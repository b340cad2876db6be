// Declare URI sub-modules
pub mod host;
pub mod userinfo;
pub mod params;
pub mod headers;
pub mod absolute;
pub mod authority;
pub mod path;
pub mod query;
pub mod scheme;

// Host sub-modules
pub mod hostname;
pub mod ipv4;
pub mod ipv6;

// Re-export relevant parsers from sub-modules
pub use host::{host, port, hostport};
pub use userinfo::userinfo;
pub use params::uri_parameters;
pub use headers::uri_headers;
pub use absolute::parse_absolute_uri;

// Add imports for combinators and types
use nom::{
    branch::alt,
    bytes::complete::{tag, tag_no_case, take_while},
    character::complete::{char, digit1, one_of},
    combinator::{map, map_res, opt, recognize, value, verify, all_consuming, eof},
    error::{Error as NomError, ErrorKind},
    multi::{many0, many1},
    sequence::{delimited, pair, preceded, separated_pair, terminated, tuple},
    IResult,
};
use std::collections::HashMap;
use std::str;

use crate::types::uri::{Host, Uri};
use crate::types::param::Param;
use crate::parser::ParseResult;
use crate::types::uri::Scheme;
use crate::error::Error;

use authority::parse_authority;

// SIP-URI = "sip:" [ userinfo ] hostport uri-parameters [ headers ]
pub fn parse_sip_uri(bytes: &[u8]) -> ParseResult<Uri> {
    let bytes_slice = bytes;
    let res = tuple((
        tag_no_case(b"sip:"),
        opt(userinfo),
        hostport,
        opt(uri_parameters),
        opt(uri_headers),
    ))(bytes_slice);

    match res {
        Ok((remaining, (_, user_info_opt, (host, port_opt), params_opt, headers_opt))) => {
            // user_info is already (String, Option<String>)
            let (user, password) = user_info_opt.unwrap_or((String::new(), None));
            
            let uri = Uri {
                scheme: Scheme::Sip,
                user: if user.is_empty() { None } else { Some(user) },
                password,
                host,
                port: port_opt,
                parameters: params_opt.unwrap_or_default(),
                headers: headers_opt.unwrap_or_default(),
                raw_uri: None,
            };
            
            Ok((remaining, uri))
        }
        Err(nom::Err::Error(e)) | Err(nom::Err::Failure(e)) => {
            Err(nom::Err::Error(e))
        }
        Err(e) => Err(e),
    }
}

// SIPS-URI = "sips:" [ userinfo ] hostport uri-parameters [ headers ]
pub fn parse_sips_uri(bytes: &[u8]) -> ParseResult<Uri> {
    let bytes_slice = bytes;
    let res = tuple((
        tag_no_case(b"sips:"),
        opt(userinfo),
        hostport,
        opt(uri_parameters),
        opt(uri_headers),
    ))(bytes_slice);

    match res {
        Ok((remaining, (_, user_info_opt, (host, port_opt), params_opt, headers_opt))) => {
            // user_info is already (String, Option<String>)
            let (user, password) = user_info_opt.unwrap_or((String::new(), None));
            
            let uri = Uri {
                scheme: Scheme::Sips,
                user: if user.is_empty() { None } else { Some(user) },
                password,
                host,
                port: port_opt,
                parameters: params_opt.unwrap_or_default(),
                headers: headers_opt.unwrap_or_default(),
                raw_uri: None,
            };
            
            Ok((remaining, uri))
        }
        Err(nom::Err::Error(e)) | Err(nom::Err::Failure(e)) => {
            Err(nom::Err::Error(e))
        }
        Err(e) => Err(e),
    }
}

/// Public entry point for parsing a SIP or SIPS URI
/// Can be re-exported by the main parser mod.rs
pub fn parse_uri(input: &[u8]) -> ParseResult<Uri> {
    // Use alt to try each parser
    alt((parse_sip_uri_fixed, parse_sips_uri_fixed, parse_tel_uri))(input)
}

/// Special version of parse_uri that allows for non-standard schemes
/// This should only be used in contexts where we need to handle arbitrary URIs, 
/// such as in the macro builder or when processing messages from other systems
pub fn parse_uri_lenient(input: &[u8]) -> ParseResult<Uri> {
    // First try the standard parsers (SIP, SIPS, TEL)
    let result = alt((parse_sip_uri_fixed, parse_sips_uri_fixed, parse_tel_uri))(input);
    
    if result.is_ok() {
        return result;
    }
    
    // If standard parsers fail, try our fallback generic URI parser
    parse_generic_uri(input)
}

/// Fallback parser for non-standard URI schemes (RFC 3986 compliant)
fn parse_generic_uri(input: &[u8]) -> ParseResult<Uri> {
    // Try to extract the scheme part (up to the ':')
    if let Some(colon_pos) = input.iter().position(|&c| c == b':') {
        // Convert the raw input to a string for the Uri struct
        if let Ok(uri_str) = std::str::from_utf8(input) {
            // Extract the scheme
            let scheme = if colon_pos > 0 {
                let scheme_str = &uri_str[0..colon_pos];
                match scheme_str.to_lowercase().as_str() {
                    "sip" => Scheme::Sip,
                    "sips" => Scheme::Sips,
                    "tel" => Scheme::Tel,
                    "http" => Scheme::Http,
                    "https" => Scheme::Https,
                    _ => Scheme::Custom(scheme_str.to_string()),
                }
            } else {
                // Colon at position 0 is invalid, but we'll create a custom scheme
                Scheme::Custom("invalid".to_string())
            };
            
            // Create a Uri with the raw text preserved
            let uri = Uri {
                scheme,
                user: None,
                password: None,
                host: Host::domain("example.com"), // Default host
                port: None,
                parameters: Vec::new(),
                headers: HashMap::new(),
                raw_uri: Some(uri_str.to_string()),
            };
            return Ok((b"", uri)); // Successfully consumed all input
        }
    }
    
    // If we can't even extract a scheme, it's not a valid URI
    Err(nom::Err::Error(nom::error::Error::new(input, nom::error::ErrorKind::Tag)))
}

:: What is being asked ::
Reply with the lines from the first line of the entries through the line that contains "pub use params::uri_parameters;", repeated exactly with both ends kept, and with nothing else.

:: Solution for this problem ::
repository b340cad2876db6be
// Declare URI sub-modules
pub mod host;
pub mod userinfo;
pub mod params;
pub mod headers;
pub mod absolute;
pub mod authority;
pub mod path;
pub mod query;
pub mod scheme;

// Host sub-modules
pub mod hostname;
pub mod ipv4;
pub mod ipv6;

// Re-export relevant parsers from sub-modules
pub use host::{host, port, hostport};
pub use userinfo::userinfo;
pub use params::uri_parameters;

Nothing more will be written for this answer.